Elle demanda:—Est-ce une scène? avez-vous l'intention de me faire des reproches?

—Non, ma chère amie, je dis seulement que ce M. Burel a été presque inconvenant auprès de vous. Si... si... si j'avais eu des droits... je me serais fâché.

—Mon cher ami, soyez franc. Vous ne pensez plus aujourd'hui comme vous pensiez l'an dernier, voilà tout. Quand j'ai su que vous aviez une maîtresse, une maîtresse que vous aimiez, vous ne vous occupiez guère si on me faisait ou si on ne me faisait pas la cour. Je vous ai dit mon chagrin, j'ai dit, comme vous ce soir, mais avec plus de raison: Mon ami, vous compromettez madame de Servy, vous me faites de la peine et vous me rendez ridicule. Qu'avez-vous répondu? Oh! vous m'avez parfaitement laissé entendre que j'étais libre, que le mariage, entre gens intelligents, n'était qu'une association d'intérêts, un lien social, mais non un lien moral. Est-ce vrai? Vous m'avez laissé comprendre que votre maîtresse était infiniment mieux que moi, plus séduisante, plus femme! Vous avez dit: plus femme. Tout cela était entouré, bien entendu, de ménagements d'homme bien élevé, enveloppé de compliments, énoncé avec une délicatesse à laquelle je rends hommage. Je n'en ai pas moins parfaitement compris.

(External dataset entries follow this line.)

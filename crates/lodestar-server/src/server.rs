//! TCP listener and connection loop.

use std::{future::Future, net::SocketAddr, sync::Arc};

use lodestar_core::{Environment, SystemEnv};
use lodestar_proto::{ProtocolError, read_message, write_message};
use tokio::{
    io::{AsyncRead, AsyncWrite},
    net::TcpListener,
};
use tracing::{Instrument, debug, info, info_span, warn};

use crate::{
    config::ServerConfig,
    error::ServerError,
    session::{ServerAction, ServerSession, ServerState},
};

/// Bound Lodestar server.
#[derive(Debug)]
pub struct Server {
    listener: TcpListener,
    state: Arc<ServerState>,
}

impl Server {
    /// Bind the listener described by `config`.
    pub async fn bind(config: ServerConfig) -> Result<Self, ServerError> {
        let listener = TcpListener::bind(config.bind_addr)
            .await
            .map_err(|source| ServerError::Bind { addr: config.bind_addr, source })?;

        let state = Arc::new(ServerState::new(SystemEnv, config.version));
        Ok(Self { listener, state })
    }

    /// Address actually bound (useful with port 0).
    pub fn local_addr(&self) -> Result<SocketAddr, ServerError> {
        Ok(self.listener.local_addr()?)
    }

    /// Accept connections until `shutdown` resolves.
    ///
    /// Each connection runs on its own task. Sessions still open at shutdown
    /// are left to finish on their own.
    pub async fn serve<F>(self, shutdown: F) -> Result<(), ServerError>
    where
        F: Future<Output = ()>,
    {
        let addr = self.local_addr()?;
        info!(%addr, version = self.state.version(), "server listening");

        tokio::pin!(shutdown);
        loop {
            tokio::select! {
                () = &mut shutdown => {
                    info!("shutdown requested, no longer accepting connections");
                    return Ok(());
                }
                accepted = self.listener.accept() => match accepted {
                    Ok((stream, peer)) => {
                        let state = Arc::clone(&self.state);
                        let span = info_span!("connection", %peer);
                        tokio::spawn(
                            async move {
                                if let Err(e) = handle_connection(stream, state).await {
                                    warn!(error = %e, "connection ended with error");
                                }
                            }
                            .instrument(span),
                        );
                    },
                    Err(e) => warn!(error = %e, "accept failed"),
                },
            }
        }
    }
}

/// Drive one connection until the session closes or the peer disconnects.
pub async fn handle_connection<S, E>(
    stream: S,
    state: Arc<ServerState<E>>,
) -> Result<(), ServerError>
where
    S: AsyncRead + AsyncWrite + Unpin,
    E: Environment,
{
    let (mut reader, mut writer) = tokio::io::split(stream);
    let _open = state.open_session();
    let mut session = ServerSession::new();

    loop {
        let message = match read_message(&mut reader).await {
            Ok(message) => message,
            Err(ProtocolError::ConnectionClosed) => {
                debug!("peer disconnected");
                return Ok(());
            },
            Err(e) => return Err(e.into()),
        };

        for action in session.handle(message, &state) {
            match action {
                ServerAction::Reply(reply) => write_message(&mut writer, &reply).await?,
                ServerAction::Close { reason } => {
                    debug!(%reason, "closing session");
                    return Ok(());
                },
            }
        }
    }
}
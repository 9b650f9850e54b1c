use thiserror::Error;

use crate::features::FeaturizerError;
use crate::model::ModelError;

/// Unified session errors.
#[derive(Error, Debug)]
pub enum SessionError {
    #[error("Featurizer: {0}")]
    Featurizer(#[from] FeaturizerError),

    #[error("Model: {0}")]
    Model(#[from] ModelError),

    #[error("I/O error: {0}")]
    Io(#[from] std::io::Error),

    #[error("Session was cancelled")]
    Cancelled,
}

impl serde::Serialize for SessionError {
    fn serialize<S>(&self, serializer: S) -> Result<S::Ok, S::Error>
    where
        S: serde::Serializer,
    {
        serializer.serialize_str(&self.to_string())
    }
}
//! One autoregressive decode pass over an encoded feature block.
//!
//! Stateless: the caller supplies the features, the confirmed prefix and a
//! cancellation token, and receives the newly emitted tokens. Cancellation
//! is observed between every forward-pass boundary; an aborted pass returns
//! `Ok(None)` and has mutated nothing.

use std::time::Instant;

use ndarray::Array2;

use crate::model::{ForwardInput, ModelError, SpeechModel, EOS_TOKEN_IDS};
use crate::streaming::{CancelToken, StreamingConfig};

/// Encoder output frames per second of audio.
pub const ENCODER_TOKENS_PER_SECOND: f64 = 13.0;

/// Expected text tokens per second of speech, used to size the budget.
pub const TOKENS_PER_SECOND_HEURISTIC: f64 = 10.0;

/// Smallest decode budget granted to any pass.
pub const MIN_TOKEN_BUDGET: usize = 24;

#[derive(Debug, Clone)]
pub struct DecodePass {
    /// Newly emitted tokens, excluding the replayed confirmed prefix.
    pub tokens: Vec<i32>,
    pub decode_seconds: f64,
    /// Seconds of audio covered by the decoded features.
    pub windowed_seconds: f64,
}

pub fn run_decode<M: SpeechModel>(
    model: &M,
    encoded: &Array2<f32>,
    confirmed_prefix: &[i32],
    config: &StreamingConfig,
    cancel: &CancelToken,
) -> Result<Option<DecodePass>, ModelError> {
    let num_audio_tokens = encoded.nrows();
    if num_audio_tokens == 0 {
        return Ok(Some(DecodePass {
            tokens: Vec::new(),
            decode_seconds: 0.0,
            windowed_seconds: 0.0,
        }));
    }
    let start = Instant::now();

    let prompt = model.build_prompt(num_audio_tokens, &config.language);
    let embeds = model.embed_tokens(&prompt);
    let merged = model.merge_audio_features(embeds, encoded.view(), &prompt);

    let mut cache = model.make_cache();
    if cancel.is_cancelled() {
        return Ok(None);
    }
    let mut logits = model.forward(ForwardInput::Embeddings(merged.view()), &mut cache)?;

    // Prefix replay: rebuild the cache over the already-confirmed tokens.
    for &token in confirmed_prefix {
        if cancel.is_cancelled() {
            return Ok(None);
        }
        logits = model.forward(ForwardInput::Tokens(&[token]), &mut cache)?;
    }

    let windowed_seconds = num_audio_tokens as f64 / ENCODER_TOKENS_PER_SECOND;
    let estimated =
        MIN_TOKEN_BUDGET.max((windowed_seconds * TOKENS_PER_SECOND_HEURISTIC).ceil() as usize);
    let max_tokens = config
        .max_tokens_per_pass
        .min(estimated.max(confirmed_prefix.len() + MIN_TOKEN_BUDGET));

    let mut emitted = Vec::new();
    for _ in 0..max_tokens.saturating_sub(confirmed_prefix.len()) {
        if cancel.is_cancelled() {
            return Ok(None);
        }
        let Some(next) = argmax_token(&logits, config.temperature) else {
            break;
        };
        if EOS_TOKEN_IDS.contains(&next) {
            break;
        }
        emitted.push(next);
        logits = model.forward(ForwardInput::Tokens(&[next]), &mut cache)?;
    }

    log::debug!(
        "decode pass: {} new tokens from {} audio tokens (prefix {}) in {:?}",
        emitted.len(),
        num_audio_tokens,
        confirmed_prefix.len(),
        start.elapsed()
    );

    Ok(Some(DecodePass {
        tokens: emitted,
        decode_seconds: start.elapsed().as_secs_f64(),
        windowed_seconds,
    }))
}

/// Argmax over the last-position logits. Temperature only rescales the
/// scores, so it changes nothing until argmax is replaced with sampling.
fn argmax_token(logits: &Array2<f32>, temperature: f32) -> Option<i32> {
    let last = logits.row(logits.nrows().checked_sub(1)?);
    let mut best = None;
    let mut best_score = f32::NEG_INFINITY;
    for (i, &logit) in last.iter().enumerate() {
        let score = if temperature > 0.0 {
            logit / temperature
        } else {
            logit
        };
        if score > best_score {
            best_score = score;
            best = Some(i as i32);
        }
    }
    best
}
fn finalize_pass<M: SpeechModel>(inner: &SessionInner<M>) {
    let model = inner.model.as_ref();

    let (drained, snapshot) = {
        let mut audio = lock(&inner.audio);
        let snapshot = StatsSnapshot {
            encoded_window_count: audio.encoder.encoded_window_count(),
            total_samples_fed: audio.total_samples_fed,
        };
        (audio.encoder.drain_newly_encoded_windows(), snapshot)
    };
    if drained.is_empty() {
        return;
    }

    let mut last_pass: Option<DecodePass> = None;
    for (i, features) in drained.iter().enumerate() {
        if inner.cancel.is_cancelled() {
            return;
        }

        // The first drained window may reuse the text already streamed for
        // it instead of paying for a re-decode.
        let reused = if i == 0 {
            let mut shared = lock(&inner.shared);
            if shared.ledger.has_tokens() {
                match model.detokenize(&shared.ledger.all_tokens()) {
                    Ok(text) => {
                        shared.ledger.clear_tokens();
                        Some(text)
                    }
                    Err(err) => {
                        log::error!("detokenize failed for streamed window text: {err}");
                        None
                    }
                }
            } else {
                None
            }
        } else {
            None
        };

        let window_text = match reused {
            Some(text) => text,
            None => match decode::run_decode(model, features, &[], &inner.config, &inner.cancel) {
                Ok(Some(pass)) => {
                    let text = detokenize_or_empty(model, &pass.tokens);
                    last_pass = Some(pass);
                    text
                }
                Ok(None) => return,
                Err(err) => {
                    log::error!("window decode failed: {err}");
                    return;
                }
            },
        };

        let confirmed = {
            let mut shared = lock(&inner.shared);
            shared.ledger.freeze(&window_text);
            shared.ledger.completed_text().to_string()
        };
        lock(&inner.audio).frozen_window_count += 1;

        inner.events.emit(TranscriptionEvent::Confirmed {
            text: confirmed.clone(),
        });
        inner.events.emit(TranscriptionEvent::DisplayUpdate {
            confirmed_text: confirmed,
            provisional_text: String::new(),
        });
    }

    inner
        .events
        .emit(stats_event(inner, snapshot, last_pass.as_ref()));
}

Il a été convenu que nous vivrions désormais ensemble, mais complètement séparés. Nous avions un enfant qui formait entre nous un trait d'union.

Vous m'avez presque laissé deviner que vous ne teniez qu'aux apparences, que je pouvais, s'il me plaisait, prendre un amant pourvu que cette liaison restât secrète. Vous avez longuement disserté, et fort bien, sur la finesse des femmes, sur leur habileté pour ménager les convenances, etc., etc.

J'ai compris, mon ami, parfaitement compris. Vous aimiez alors beaucoup, beaucoup madame de Servy, et ma tendresse légitime, ma tendresse légale vous gênait. Je vous enlevais, sans doute, quelques-uns de vos moyens. Nous avons, depuis lors, vécu séparés. Nous allons dans le monde ensemble, nous en revenons ensemble, puis nous rentrons chacun chez nous.

Or, depuis un mois ou deux, vous prenez des allures d'homme jaloux. Qu'est-ce que cela veut dire?

—Ma chère amie, je ne suis point jaloux, mais j'ai peur de vous voir vous compromettre. Vous êtes jeune, vive, aventureuse...

—Pardon, si nous parlons d'aventures, je demande à faire la balance entre nous.

—Voyons, ne plaisantez pas, je vous prie. Je vous parle en ami, en ami sérieux. Quant à tout ce que vous venez de dire, c'est fortement exagéré.